Tout cela forme l’univers du rentier. Un univers putride qui donne des maux de tête à quiconque essaie de penser, réfléchir rationnellement ou militer pour un Etat de droit. Mais comment changer alors ? Question complexe! Dans la tradition anglo-saxonne, il y a deux types de changements. Le premier, ils l’appellent « Top-down » (Le haut vers le bas), c’est-à-dire, on commence par le sommet et on finit par la base.
Ce type de changement exige une révolution violente et radicale, car il s’attaque directement aux hauts responsables, dans notre cas les grands rentiers, qui, eux, s’attachent à leurs privilèges et refusent de céder. Un tel schéma, très complexe et porteur de grands dangers de dérives autoritaires, est semblable au « Grand Soir » marxiste où les classes défavorisées constituent « un foyer révolutionnaire » et se réapproprient pas la force leurs droits.
Ce qui peut déboucher, à terme, sur une guerre dans la mesure où les défis des uns et des autres sont différents. Le second type de changement, celui qui m’intéresse le plus d’ailleurs, c’est le « Bottom-up » (du bas vers le haut).
Dans ce schéma, la perspective du changement est graduelle. Elle commence, petit à petit, par les associations, les comités culturels, les militants, les artistes, les journalistes, etc. Ceux-ci vont investir la société et tenteront de la préparer pour accepter d’abord l’idée de changer sa vision et son regard sur le monde, planifier son avenir, s’auto-déterminer, passer la relève aux nouvelles générations de manière progressive.
La logique ici n’est pas la confrontation directe, mais la quête de la transformation par étapes.

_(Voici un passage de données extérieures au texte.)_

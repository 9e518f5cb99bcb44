//! Record data model.
//!
//! Stores hand the engine schema-less [`Document`]s; a [`RecordSchema`]
//! turns them into typed [`Record`]s (identity + version + payload) or
//! rejects them as [`MalformedRecord`].
//!
//! # Example
//!
//! ```
//! use std::collections::BTreeMap;
//! use sync_bridge::record::{Document, FieldKind, FieldValue, IdKind, RecordSchema};
//!
//! let schema = RecordSchema {
//!     id_field: "id".into(),
//!     id_kind: IdKind::String,
//!     version_field: "version".into(),
//!     sync_fields: BTreeMap::from([("name".to_string(), FieldKind::String)]),
//! };
//!
//! let mut doc = Document::new();
//! doc.insert("id".into(), FieldValue::Str("user.1".into()));
//! doc.insert("version".into(), FieldValue::Int(7));
//! doc.insert("name".into(), FieldValue::Str("Alice".into()));
//!
//! let record = schema.extract(&doc).unwrap();
//! assert_eq!(record.version, 7);
//! ```

use std::collections::BTreeMap;
use std::fmt;

use serde::{Deserialize, Serialize};
use serde_json::Value;

/// Scalar kinds a synchronized payload field may hold.
#[derive(Debug, Clone, Copy, PartialEq, Eq, Serialize, Deserialize)]
#[serde(rename_all = "lowercase")]
pub enum FieldKind {
    Int,
    Float,
    String,
}

impl fmt::Display for FieldKind {
    fn fmt(&self, f: &mut fmt::Formatter<'_>) -> fmt::Result {
        match self {
            Self::Int => write!(f, "int"),
            Self::Float => write!(f, "float"),
            Self::String => write!(f, "string"),
        }
    }
}

/// How the identity is typed in the wide-column store.
#[derive(Debug, Clone, Copy, PartialEq, Eq, Default, Serialize, Deserialize)]
#[serde(rename_all = "lowercase")]
pub enum IdKind {
    #[default]
    String,
    Uuid,
}

/// A single field value as stored on either side.
#[derive(Debug, Clone, PartialEq, Serialize, Deserialize)]
#[serde(untagged)]
pub enum FieldValue {
    Null,
    Int(i64),
    Float(f64),
    Str(String),
}

impl FieldValue {
    /// Convert from JSON (document store `_source`). Non-scalar values yield `None`.
    #[must_use]
    pub fn from_json(value: &Value) -> Option<Self> {
        match value {
            Value::Null => Some(Self::Null),
            Value::Number(n) => n
                .as_i64()
                .map(Self::Int)
                .or_else(|| n.as_f64().map(Self::Float)),
            Value::String(s) => Some(Self::Str(s.clone())),
            _ => None,
        }
    }

    #[must_use]
    pub fn to_json(&self) -> Value {
        match self {
            Self::Null => Value::Null,
            Self::Int(i) => Value::from(*i),
            Self::Float(f) => serde_json::Number::from_f64(*f).map_or(Value::Null, Value::Number),
            Self::Str(s) => Value::String(s.clone()),
        }
    }

    /// Coerce to the declared kind. Ints widen to floats; nothing else converts.
    fn coerce(&self, kind: FieldKind) -> Option<Self> {
        match (self, kind) {
            (Self::Null, _) => Some(Self::Null),
            (Self::Int(i), FieldKind::Int) => Some(Self::Int(*i)),
            (Self::Int(i), FieldKind::Float) => Some(Self::Float(*i as f64)),
            (Self::Float(f), FieldKind::Float) => Some(Self::Float(*f)),
            (Self::Str(s), FieldKind::String) => Some(Self::Str(s.clone())),
            _ => None,
        }
    }

    fn approx_size(&self) -> usize {
        match self {
            Self::Str(s) => s.len(),
            _ => 8,
        }
    }
}

/// Raw, untyped row/document as produced by a store.
pub type Document = BTreeMap<String, FieldValue>;

/// A validated record: identity, version and the synchronized payload.
#[derive(Debug, Clone, PartialEq, Serialize, Deserialize)]
pub struct Record {
    pub id: String,
    /// Strictly increasing per logical update; sole conflict-resolution signal
    pub version: i64,
    pub fields: BTreeMap<String, FieldValue>,
}

impl Record {
    pub fn new(id: impl Into<String>, version: i64) -> Self {
        Self {
            id: id.into(),
            version,
            fields: BTreeMap::new(),
        }
    }

    #[must_use]
    pub fn with_field(mut self, name: impl Into<String>, value: FieldValue) -> Self {
        self.fields.insert(name.into(), value);
        self
    }

    /// Rough in-memory size, used for byte-based batch thresholds.
    #[must_use]
    pub fn approx_size(&self) -> usize {
        self.id.len()
            + 8
            + self
                .fields
                .iter()
                .map(|(k, v)| k.len() + v.approx_size())
                .sum::<usize>()
    }
}

/// Why a document could not be turned into a [`Record`].
#[derive(Debug, Clone, PartialEq, Eq)]
pub struct MalformedRecord {
    pub id: Option<String>,
    pub reason: String,
}

impl fmt::Display for MalformedRecord {
    fn fmt(&self, f: &mut fmt::Formatter<'_>) -> fmt::Result {
        match self.id {
            Some(ref id) => write!(f, "malformed record '{}': {}", id, self.reason),
            None => write!(f, "malformed record: {}", self.reason),
        }
    }
}

impl std::error::Error for MalformedRecord {}

/// Field layout shared by both stores.
#[derive(Debug, Clone, PartialEq, Eq)]
pub struct RecordSchema {
    pub id_field: String,
    pub id_kind: IdKind,
    pub version_field: String,
    pub sync_fields: BTreeMap<String, FieldKind>,
}

impl RecordSchema {
    /// Identity, version, then payload columns, in a stable order.
    #[must_use]
    pub fn columns(&self) -> Vec<&str> {
        let mut cols = vec![self.id_field.as_str(), self.version_field.as_str()];
        cols.extend(self.sync_fields.keys().map(String::as_str));
        cols
    }

    /// Validate a raw document and project it onto the synchronized fields.
    ///
    /// Missing payload fields become [`FieldValue::Null`]; a missing identity,
    /// a missing or negative version, or a kind mismatch is malformed.
    pub fn extract(&self, doc: &Document) -> Result<Record, MalformedRecord> {
        let id = match doc.get(&self.id_field) {
            Some(FieldValue::Str(s)) if !s.is_empty() => s.clone(),
            Some(FieldValue::Int(i)) if self.id_kind == IdKind::String => i.to_string(),
            _ => {
                return Err(MalformedRecord {
                    id: None,
                    reason: format!("missing identity field '{}'", self.id_field),
                })
            }
        };
        if self.id_kind == IdKind::Uuid && uuid::Uuid::parse_str(&id).is_err() {
            return Err(MalformedRecord {
                id: Some(id),
                reason: "identity is not a UUID".to_string(),
            });
        }

        let version = match doc.get(&self.version_field) {
            Some(FieldValue::Int(v)) if *v >= 0 => *v,
            Some(FieldValue::Int(v)) => {
                return Err(MalformedRecord {
                    id: Some(id),
                    reason: format!("negative version {}", v),
                })
            }
            _ => {
                return Err(MalformedRecord {
                    id: Some(id),
                    reason: format!("missing integer version field '{}'", self.version_field),
                })
            }
        };

        let mut fields = BTreeMap::new();
        for (name, kind) in &self.sync_fields {
            let value = match doc.get(name) {
                None => FieldValue::Null,
                Some(raw) => raw.coerce(*kind).ok_or_else(|| MalformedRecord {
                    id: Some(id.clone()),
                    reason: format!("field '{}' is not of kind {}", name, kind),
                })?,
            };
            fields.insert(name.clone(), value);
        }

        Ok(Record { id, version, fields })
    }

    /// Inverse of [`extract`](Self::extract): the document written to a store.
    #[must_use]
    pub fn to_document(&self, record: &Record) -> Document {
        let mut doc = Document::new();
        doc.insert(self.id_field.clone(), FieldValue::Str(record.id.clone()));
        doc.insert(self.version_field.clone(), FieldValue::Int(record.version));
        for name in self.sync_fields.keys() {
            let value = record.fields.get(name).cloned().unwrap_or(FieldValue::Null);
            doc.insert(name.clone(), value);
        }
        doc
    }

    /// Document as a JSON object (document store `_source`).
    #[must_use]
    pub fn to_json(&self, record: &Record) -> Value {
        let map: serde_json::Map<String, Value> = self
            .to_document(record)
            .into_iter()
            .map(|(k, v)| (k, v.to_json()))
            .collect();
        Value::Object(map)
    }

    /// Parse a JSON object into a raw document; non-scalar members are dropped.
    #[must_use]
    pub fn document_from_json(value: &Value) -> Document {
        let mut doc = Document::new();
        if let Value::Object(map) = value {
            for (k, v) in map {
                if let Some(fv) = FieldValue::from_json(v) {
                    doc.insert(k.clone(), fv);
                }
            }
        }
        doc
    }
}

#[cfg(test)]
mod tests {
    use super::*;
    use serde_json::json;

    fn schema() -> RecordSchema {
        RecordSchema {
            id_field: "id".into(),
            id_kind: IdKind::String,
            version_field: "version".into(),
            sync_fields: BTreeMap::from([
                ("data_int".to_string(), FieldKind::Int),
                ("data_float".to_string(), FieldKind::Float),
                ("data_str".to_string(), FieldKind::String),
            ]),
        }
    }

    fn doc(pairs: &[(&str, FieldValue)]) -> Document {
        pairs.iter().map(|(k, v)| (k.to_string(), v.clone())).collect()
    }

    #[test]
    fn test_extract_valid() {
        let d = doc(&[
            ("id", FieldValue::Str("a".into())),
            ("version", FieldValue::Int(3)),
            ("data_int", FieldValue::Int(1)),
            ("data_float", FieldValue::Int(2)),
            ("data_str", FieldValue::Str("x".into())),
            ("ignored", FieldValue::Str("not synced".into())),
        ]);
        let record = schema().extract(&d).unwrap();
        assert_eq!(record.id, "a");
        assert_eq!(record.version, 3);
        // int widened to float
        assert_eq!(record.fields["data_float"], FieldValue::Float(2.0));
        assert!(!record.fields.contains_key("ignored"));
    }

    #[test]
    fn test_missing_payload_field_is_null() {
        let d = doc(&[("id", FieldValue::Str("a".into())), ("version", FieldValue::Int(1))]);
        let record = schema().extract(&d).unwrap();
        assert_eq!(record.fields["data_str"], FieldValue::Null);
    }

    #[test]
    fn test_missing_identity_is_malformed() {
        let d = doc(&[("version", FieldValue::Int(1))]);
        let err = schema().extract(&d).unwrap_err();
        assert!(err.id.is_none());
        assert!(err.reason.contains("identity"));
    }

    #[test]
    fn test_missing_or_negative_version_is_malformed() {
        let d = doc(&[("id", FieldValue::Str("a".into()))]);
        assert!(schema().extract(&d).is_err());

        let d = doc(&[("id", FieldValue::Str("a".into())), ("version", FieldValue::Int(-4))]);
        let err = schema().extract(&d).unwrap_err();
        assert_eq!(err.id.as_deref(), Some("a"));
    }

    #[test]
    fn test_kind_mismatch_is_malformed() {
        let d = doc(&[
            ("id", FieldValue::Str("a".into())),
            ("version", FieldValue::Int(1)),
            ("data_int", FieldValue::Str("seven".into())),
        ]);
        let err = schema().extract(&d).unwrap_err();
        assert!(err.reason.contains("data_int"));
    }

    #[test]
    fn test_uuid_identity_validated() {
        let mut s = schema();
        s.id_kind = IdKind::Uuid;
        let bad = doc(&[("id", FieldValue::Str("nope".into())), ("version", FieldValue::Int(1))]);
        assert!(s.extract(&bad).is_err());

        let id = uuid::Uuid::new_v4().to_string();
        let good = doc(&[("id", FieldValue::Str(id.clone())), ("version", FieldValue::Int(1))]);
        assert_eq!(s.extract(&good).unwrap().id, id);
    }

    #[test]
    fn test_json_document_conversion() {
        let s = schema();
        let value = json!({"id": "a", "version": 9, "data_float": 1.5, "nested": {"x": 1}});
        let d = RecordSchema::document_from_json(&value);
        assert!(!d.contains_key("nested"));

        let record = s.extract(&d).unwrap();
        let back = s.to_json(&record);
        assert_eq!(back["version"], 9);
        assert_eq!(back["data_float"], 1.5);
        assert_eq!(back["data_str"], Value::Null);
    }

    #[test]
    fn test_columns_order() {
        assert_eq!(schema().columns(), vec!["id", "version", "data_float", "data_int", "data_str"]);
    }
}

Où se trouve le problème chez nous ? C’est l’absence de l’Etat proprement dit, pour des considérations historiques, liées à sa formation dans un un contexte de guerre révolutionnaire, nourri par un esprit strictement tribalo-militariste.
Un esprit qui n’a pour assise par la suite que la bureaucratie du parti unique où tout débat d’idées est proscrit.
C’est ce lourd héritage, ajouté aux séquelles de la colonisation et aux longues décennies de mauvaise gestion et de corruption, qui bloque tout changement aujourd’hui.